GRABER, Circuit Judge,
concurring in part and specially concurring in part:
I concur in most of the majority opinion and concur in the judgment. But I respectfully disagree with the majority’s description of our holding in United States v. Hernandez, 105 F.3d 1330 (9th Cir.1997). There, we held that mode-of-entry evidence was insufficient to corroborate a defendant’s admission that he was an alien. Id. at 1333. We are bound by the holdings of Hernandez. See generally Miller v. Gammie, 335 F.3d 889 (9th Cir.2003) (en banc). We recognize an exception to that *952rule when a holding is “made casually and without analysis, ... uttered in passing without due consideration of the alternatives, or where it is merely a prelude to another legal issue that commands the panel’s full attention.” V.S. ex rel. A.O. v. Los Gatos-Saratoga Joint Union High Sch. Dist, 484 F.3d 1230, 1232 n. 1 (9th Cir.2007) (internal quotation marks omitted). That exception does not apply here: The Hernandez panel expressly considered whether mode-of-entry evidence was sufficient, held that it was not, and explained its reasoning. 105 F.3d at 1333.

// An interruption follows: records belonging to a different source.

/*
 * config.rs
 * Copyright (C) 2026 the Livekeeper authors
 *
 * This file is part of Livekeeper, a live-room companion for fan medals.
 *
 * Livekeeper is free software: you can redistribute it and/or modify
 * it under the terms of the GNU General Public License as published by
 * the Free Software Foundation, either version 3 of the License, or
 * (at your option) any later version.
 *
 * Livekeeper is distributed in the hope that it will be useful,
 * but WITHOUT ANY WARRANTY; without even the implied warranty of
 * MERCHANTABILITY or FITNESS FOR A PARTICULAR PURPOSE.  See the
 * GNU General Public License for more details.
 *
 * You should have received a copy of the GNU General Public License
 * along with Livekeeper.  If not, see <http://www.gnu.org/licenses/>.
 */

//! Room watcher timing and behaviour.

use std::time::Duration;

/// Settings shared by every room watcher.
#[derive(Debug, Clone, PartialEq, Eq)]
pub struct WatchConfig {
    /// Pause between live-status polls.
    pub poll_interval: Duration,
    /// Extra pause after each heartbeat.
    pub heartbeat_pause: Duration,
    /// Delay between starting successive watchers.
    pub stagger: Duration,
    /// Bullet chat sent to every room when its watcher starts.
    pub greeting: String,
    /// Page size requested from the fan medal panel.
    pub medal_page_size: u32,
}

impl Default for WatchConfig {
    fn default() -> Self {
        Self {
            poll_interval: Duration::from_secs(10),
            heartbeat_pause: Duration::from_secs(30),
            stagger: Duration::from_secs(5),
            greeting: "1".to_string(),
            medal_page_size: 30,
        }
    }
}

impl WatchConfig {
    pub fn with_poll_interval(mut self, interval: Duration) -> Self {
        self.poll_interval = interval;
        self
    }

    pub fn with_heartbeat_pause(mut self, pause: Duration) -> Self {
        self.heartbeat_pause = pause;
        self
    }

    pub fn with_stagger(mut self, stagger: Duration) -> Self {
        self.stagger = stagger;
        self
    }

    pub fn with_greeting(mut self, greeting: impl Into<String>) -> Self {
        self.greeting = greeting.into();
        self
    }

    /// Page size is at least 1.
    pub fn with_medal_page_size(mut self, size: u32) -> Self {
        self.medal_page_size = size.max(1);
        self
    }
}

I nevertheless reach the same conclusion as the majority, because I read the Hernandez holding as encompassing only mode-of-entry evidence admitted by the defendant. In Hernandez, the only evidence presented concerning the defendant’s mode of entry was the defendant’s own admission. See id. at 1331 (noting that “Hernandez told [the government agent] that he had entered the United States by scaling the border fence with Mexico”). In other words, in Hernandez the mode-of-entry evidence was not independent corroboration; instead, it was just part of the defendant’s admission. Here, by contrast, the government introduced testimony from two witnesses, one who saw Defendant scale the fences and another who found Defendant hiding in the bushes with torn clothes and bloody hands. That distinction is significant because the purposes of the corroboration rule are to avoid prosecutions based on insufficient investigation and to avoid creating incentives for abusive tactics in eliciting admissions. See Escobedo v. Illinois, 378 U.S. 478, 488-89, 84 S.Ct. 1758, 12 L.Ed.2d 977 (1964).